"Risale-i Nur’un müstesna bir hassası ism-i Hakem ve Hakîmin mazharı olup,.. Hikmet-i kudsiyeyi ve hikemiyat-ı Kur’âniyeyi ders veriyor." İzah eder misiniz?
Değerli Kardeşimiz;
"Birisi şudur ki: Risalei'n-Nurun müstesna bir hassası ism-i Hakem ve Hakîmin mazharı olup bütün safahatında, mebahisinde nizam ve intizam-ı kâinatın aynasında ism-i Hakem ve Hakîmin cilveleri olan hikmet-i kudsiyeyi ve hikemiyat-ı Kur'âniyeyi ders veriyor. Mevzuu ve neticesi hikmet-i Kur'âniyedir."(1)
Hikmet: Kelime olarak insanın, mevcudatın hakikatlerini bilip hayırlı işleri yapmak sıfatına denir. Her şeye bir gaye ve maksat yerleştirmek, her şeyi manalı kılmak, eşyaya güzel ve hayırlı neticeler takmak tamamı ile hikmet olan şeylerdir.

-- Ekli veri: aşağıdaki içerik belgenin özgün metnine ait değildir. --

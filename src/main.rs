use std::io::{self, BufRead};
use std::process;

use log::error;
use rand::rngs::StdRng;
use rand::SeedableRng;

use jacobian_nn::data::generators::all_bitmasks;
use jacobian_nn::{AnswerFunction, Matrix, Network, Result, TestSet, Trainer, TrainerOptions, TrainingMode};

const INPUT_SIZE: usize = 10;
const SEPARATOR: &str = "--------------------------------------";

/// Usage: `jacobian-nn [options.json]`
///
/// Trains a network to count the ones in a 10-bit input, then answers
/// queries read from stdin.
fn main() {
    env_logger::Builder::from_env(env_logger::Env::default().default_filter_or("info")).init();

    if let Err(e) = run() {
        error!("{}", e);
        process::exit(1);
    }
}

fn run() -> Result<()> {
    let options = match std::env::args().nth(1) {
        Some(path) => TrainerOptions::load_json(&path)?,
        None => TrainerOptions::new(0.1, 0.1, 10000, 0.1, 10.0),
    };

    let answer = AnswerFunction::OneQuantity;
    let mut rng = match options.seed {
        Some(seed) => StdRng::seed_from_u64(seed),
        None => StdRng::from_entropy(),
    };
    let network = Network::new(INPUT_SIZE, answer.output_size(INPUT_SIZE), &[10, 10], &mut rng)?;
    let test_set = TestSet::new(all_bitmasks(INPUT_SIZE, answer), options.seed)?;

    let report = Trainer::new(&network, test_set, options, TrainingMode::Online)?.train()?;
    let network = report.network;

    for weights in network.weights() {
        println!("{}\n", weights);
    }
    for biases in network.biases() {
        println!("{}\n", biases);
    }
    println!("{:?}", report.error_history);
    println!("{}", SEPARATOR);

    let stdin = io::stdin();
    let mut tokens = stdin
        .lock()
        .lines()
        .map_while(|line| line.ok())
        .flat_map(|line| line.split_whitespace().map(str::to_owned).collect::<Vec<_>>());

    loop {
        let input: Option<Vec<f64>> = (0..INPUT_SIZE)
            .map(|_| tokens.next().and_then(|t| t.parse().ok()))
            .collect();
        let input = match input {
            Some(input) => input,
            None => {
                println!("\n{}", SEPARATOR);
                break;
            }
        };

        let output = network.forward(&input)?;
        let rounded: Vec<f64> = output.iter().map(|x| x.round()).collect();
        let correct = answer.apply(&input);

        println!();
        println!("Precise output: {:?}", output);
        println!("Simplified output: {}", Matrix::new(1, rounded.len(), &rounded)?);
        println!("Correct output: {}", Matrix::new(1, correct.len(), &correct)?);
        println!("{}", SEPARATOR);
    }

    Ok(())
}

Mesela, gözün hikmeti görmektir, gayesi ise görülen şeyler üstünde tecelli eden Allah’ın isimlerini tefekkür etmek ve O’na kullukta bulunmaktır.
Buradaki hikmet-i kudsiye, kâinatta Allah’ı tanıtmaya matuf olan bütün intizam ve faydalardır ki, biz bu kâinattaki yüksek hikmetleri yine Kur’an’ın hikmetli ve yüksek belagati ve ifadesi ile görebiliyoruz. Yani kâinat Allah’ı anlatan bir kitap, Kur’an bu kitabın kıraatı, Risale-i Nurlar ise, bu kıraatın müfessiri ve mütefekkiridir. Şayet Kur’an bu kâinatı bize okutmasa idi, Risale-i Nurlar ve benzeri tefsirler de bize o okumayı açmasa idi, biz kendi aklımız ve fikrimizle o yüksek ve kudsi hikmetleri göremez ve bilemezdik.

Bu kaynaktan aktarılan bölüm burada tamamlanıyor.